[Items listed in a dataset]
━━━━━━━━━━

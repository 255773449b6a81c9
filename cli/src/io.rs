use anyhow::{bail, Context, Result};
use std::fs::{self, File};
use std::io::{BufWriter, Write};
use std::path::Path;
use tempfile::NamedTempFile;

use favormap::{Boundary, Grid, WeightedPoint};

pub fn assert_not_stdout(path: &Path) -> Result<()> {
    if path == Path::new("-") {
        bail!("stdout is not supported; provide a real file path.");
    }
    Ok(())
}

/// Read a JSON array of {lat, lng, weight} records.
pub fn read_points(path: &Path) -> Result<Vec<WeightedPoint>> {
    let text = fs::read_to_string(path)
        .with_context(|| format!("read points {}", path.display()))?;
    serde_json::from_str(&text)
        .with_context(|| format!("parse points {}", path.display()))
}

/// Read a GeoJSON boundary. A file that cannot be used as a boundary is
/// logged by the parser and treated as no boundary; a file that cannot be
/// read at all is an error.
pub fn read_boundary(path: &Path) -> Result<Option<Boundary>> {
    let text = fs::read_to_string(path)
        .with_context(|| format!("read boundary {}", path.display()))?;
    Ok(favormap::parse_boundary_str(&text))
}

/// Serialize `grid` as JSON via write-then-rename, so a failed run never
/// leaves a truncated file behind.
pub fn write_grid(target: &Path, grid: &Grid, force: bool) -> Result<()> {
    assert_not_stdout(target)?;
    let parent = target.parent().filter(|p| !p.as_os_str().is_empty()).unwrap_or(Path::new("."));
    fs::create_dir_all(parent)
        .with_context(|| format!("create dir {}", parent.display()))?;
    if !force && target.exists() {
        bail!("Refusing to overwrite existing file: {} (use --force)", target.display());
    }

    let tmp = NamedTempFile::new_in(parent).context("create temp file")?;
    {
        let mut writer = BufWriter::new(tmp.as_file());
        serde_json::to_writer(&mut writer, grid).context("serialize grid")?;
        writer.flush().context("flush grid")?;
    }
    tmp.as_file().sync_all().ok(); // best-effort fsync file
    tmp.persist(target)
        .with_context(|| format!("rename to {}", target.display()))?;
    let _ = File::open(parent).and_then(|f| f.sync_all());
    Ok(())
}

#[cfg(test)]
mod tests {
    use super::*;

    #[test]
    fn refuses_overwrite_without_force() {
        let dir = tempfile::tempdir().unwrap();
        let target = dir.path().join("grid.json");
        let grid = Grid::empty(100.0);

        write_grid(&target, &grid, false).unwrap();
        assert!(write_grid(&target, &grid, false).is_err());
        write_grid(&target, &grid, true).unwrap();

        let text = fs::read_to_string(&target).unwrap();
        let back: Grid = serde_json::from_str(&text).unwrap();
        assert_eq!(back, grid);
    }

    #[test]
    fn stdout_is_rejected() {
        assert!(write_grid(Path::new("-"), &Grid::empty(1.0), true).is_err());
    }

    #[test]
    fn reads_points_file() {
        let dir = tempfile::tempdir().unwrap();
        let path = dir.path().join("points.json");
        fs::write(&path, r#"[{"lat": 35.7, "lng": 51.4, "weight": 5}]"#).unwrap();
        let points = read_points(&path).unwrap();
        assert_eq!(points, vec![WeightedPoint::new(35.7, 51.4, 5.0)]);
    }

    #[test]
    fn unusable_boundary_file_is_none() {
        let dir = tempfile::tempdir().unwrap();
        let path = dir.path().join("boundary.geojson");
        fs::write(&path, r#"{"type": "Point", "coordinates": [0, 0]}"#).unwrap();
        assert!(read_boundary(&path).unwrap().is_none());
        assert!(read_boundary(&dir.path().join("missing.geojson")).is_err());
    }
}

━━━━━━━━━━

**ASSIGNMENT:** Show all lines from the entries that hold "parent".

**SOLUTION FOR THIS EXERCISE:**
    let parent = target.parent().filter(|p| !p.as_os_str().is_empty()).unwrap_or(Path::new("."));
    fs::create_dir_all(parent)
        .with_context(|| format!("create dir {}", parent.display()))?;
    let tmp = NamedTempFile::new_in(parent).context("create temp file")?;
    let _ = File::open(parent).and_then(|f| f.sync_all());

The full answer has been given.